Earth Sciences Division, Lawrence Berkeley National Laboratory, Berkeley, CA 94720, USA.
Science. 2012 Sep 7;337(6099):1200-3. doi: 10.1126/science.1223598.
Electron mobility within iron (oxyhydr)oxides enables charge transfer between widely separated surface sites. There is increasing evidence that this internal conduction influences the rates of interfacial reactions and the outcomes of redox-driven phase transformations of environmental interest. To determine the links between crystal structure and charge-transport efficiency, we used pump-probe spectroscopy to study the dynamics of electrons introduced into iron(III) (oxyhydr)oxide nanoparticles via ultrafast interfacial electron transfer.

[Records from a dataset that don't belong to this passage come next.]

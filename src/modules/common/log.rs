use std::time::Instant;

use poem::{
    web::RealIp, Endpoint, FromRequest, IntoResponse, Middleware, Request, Response, Result,
};
use tracing::{error, info, warn, Instrument};

use crate::modules::utils::generate_request_id;

/// Wraps every request in a tracing span carrying a generated correlation
/// id, so each pipeline log line can be tied back to one invocation.
#[derive(Default)]
pub struct Tracing;

impl<E: Endpoint> Middleware<E> for Tracing {
    type Output = TracingEndpoint<E>;

    fn transform(&self, ep: E) -> Self::Output {
        TracingEndpoint { inner: ep }
    }
}

/// Endpoint for the `Tracing` middleware.
pub struct TracingEndpoint<E> {
    inner: E,
}

impl<E: Endpoint> Endpoint for TracingEndpoint<E> {
    type Output = Response;

    async fn call(&self, req: Request) -> Result<Self::Output> {
        let remote_addr = RealIp::from_request_without_body(&req)
            .await
            .ok()
            .and_then(|real_ip| real_ip.0)
            .map(|addr| addr.to_string())
            .unwrap_or_else(|| req.remote_addr().to_string());
        let method = req.method().clone();
        let path = req.uri().path().to_string();
        let request_id = generate_request_id();

        let span = tracing::info_span!(
            "request",
            request_id = %request_id,
            remote_addr = %remote_addr,
            method = %method,
            path = %path,
        );

        async move {
            let now = Instant::now();
            let res = self.inner.call(req).await;
            let duration = now.elapsed();

            match res {
                Ok(resp) => {
                    let resp = resp.into_response();
                    log_response(resp.status().as_u16(), duration);
                    Ok(resp)
                }
                Err(err) => {
                    log_response(err.status().as_u16(), duration);
                    Err(err)
                }
            }
        }
        .instrument(span)
        .await
    }
}

#[inline]
fn log_response(status: u16, duration: std::time::Duration) {
    match status {
        500.. => {
            error!(
                status = %status,
                duration = ?duration,
                "request completed with server error"
            );
        }
        400..=499 => {
            warn!(
                status = %status,
                duration = ?duration,
                "request completed with client error"
            );
        }
        _ => {
            info!(
                status = %status,
                duration = ?duration,
                "request completed successfully"
            );
        }
    }
}
use crate::inboxsync_version;
use poem::{handler, web::Json, IntoResponse};
use serde::Serialize;

#[derive(Debug, Serialize)]
pub struct ServiceStatus {
    pub name: &'static str,
    pub version: &'static str,
}

#[handler]
pub async fn get_status() -> impl IntoResponse {
    Json(ServiceStatus {
        name: "inboxsync",
        version: inboxsync_version!(),
    })
}
// Copyright © 2025 inboxsync.dev
// Licensed under InboxSync License Agreement v1.0
// Unauthorized copying, modification, or distribution is prohibited.

use poem::http::StatusCode;

#[derive(Copy, Clone, Debug, Eq, PartialEq)]
#[repr(u32)]
pub enum ErrorCode {
    // Client-side errors (10000–10999)
    InvalidParameter = 10000,
    MissingConfiguration = 10020,
    MethodNotAllowed = 10090,

    // Resource errors (30000–30999)
    ResourceNotFound = 30000,

    // Network connection errors (40000–40999)
    NetworkError = 40000,
    HttpResponseError = 40030,

    // Mailbox synchronization errors (50000–50999)
    OAuth2TokenExchangeFailed = 50000,
    GmailApiCallFailed = 50010,
    StoreQueryFailed = 50020,
    StoreUpsertFailed = 50030,
    SyncRunFailed = 50040,

    // Internal system errors (70000–70999)
    InternalError = 70000,
    UnhandledPoemError = 70010,
}

impl ErrorCode {
    pub fn status(&self) -> StatusCode {
        match self {
            ErrorCode::InvalidParameter => StatusCode::BAD_REQUEST,
            ErrorCode::MethodNotAllowed => StatusCode::METHOD_NOT_ALLOWED,
            ErrorCode::ResourceNotFound => StatusCode::NOT_FOUND,
            ErrorCode::MissingConfiguration
            | ErrorCode::NetworkError
            | ErrorCode::HttpResponseError
            | ErrorCode::OAuth2TokenExchangeFailed
            | ErrorCode::GmailApiCallFailed
            | ErrorCode::StoreQueryFailed
            | ErrorCode::StoreUpsertFailed
            | ErrorCode::SyncRunFailed
            | ErrorCode::InternalError
            | ErrorCode::UnhandledPoemError => StatusCode::INTERNAL_SERVER_ERROR,
        }
    }

    pub fn label(&self) -> &'static str {
        match self {
            ErrorCode::InvalidParameter => "invalid parameter",
            ErrorCode::MissingConfiguration => "missing configuration",
            ErrorCode::MethodNotAllowed => "method not allowed",
            ErrorCode::ResourceNotFound => "resource not found",
            ErrorCode::NetworkError => "network error",
            ErrorCode::HttpResponseError => "unexpected http response",
            ErrorCode::OAuth2TokenExchangeFailed => "oauth2 token exchange failed",
            ErrorCode::GmailApiCallFailed => "gmail api call failed",
            ErrorCode::StoreQueryFailed => "store query failed",
            ErrorCode::StoreUpsertFailed => "store upsert failed",
            ErrorCode::SyncRunFailed => "sync run failed",
            ErrorCode::InternalError => "internal error",
            ErrorCode::UnhandledPoemError => "unhandled server error",
        }
    }
}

Using time-resolved x-ray spectroscopy and ab initio calculations, we observed the formation of reduced and structurally distorted metal sites consistent with small polarons. Comparisons between different phases (hematite, maghemite, and ferrihydrite) revealed that short-range structural topology, not long-range order, dominates the electron-hopping rate.
铁(氧)氢氧化物中的电子迁移率使电荷能够在相隔很远的表面位置之间转移。越来越多的证据表明,这种内部传导会影响界面反应的速率以及环境感兴趣的氧化还原驱动的相变的结果。为了确定晶体结构和电荷传输效率之间的联系,我们使用泵浦探针光谱法研究了通过超快界面电子转移引入铁(III)(氧)氢氧化物纳米粒子的电子的动力学。使用时间分辨 X 射线光谱和从头算计算,我们观察到与小极化子一致的还原和结构变形金属位点的形成。不同相(赤铁矿、磁铁矿和水铁矿)之间的比较表明,短程结构拓扑结构而非长程有序控制着电子跳跃率。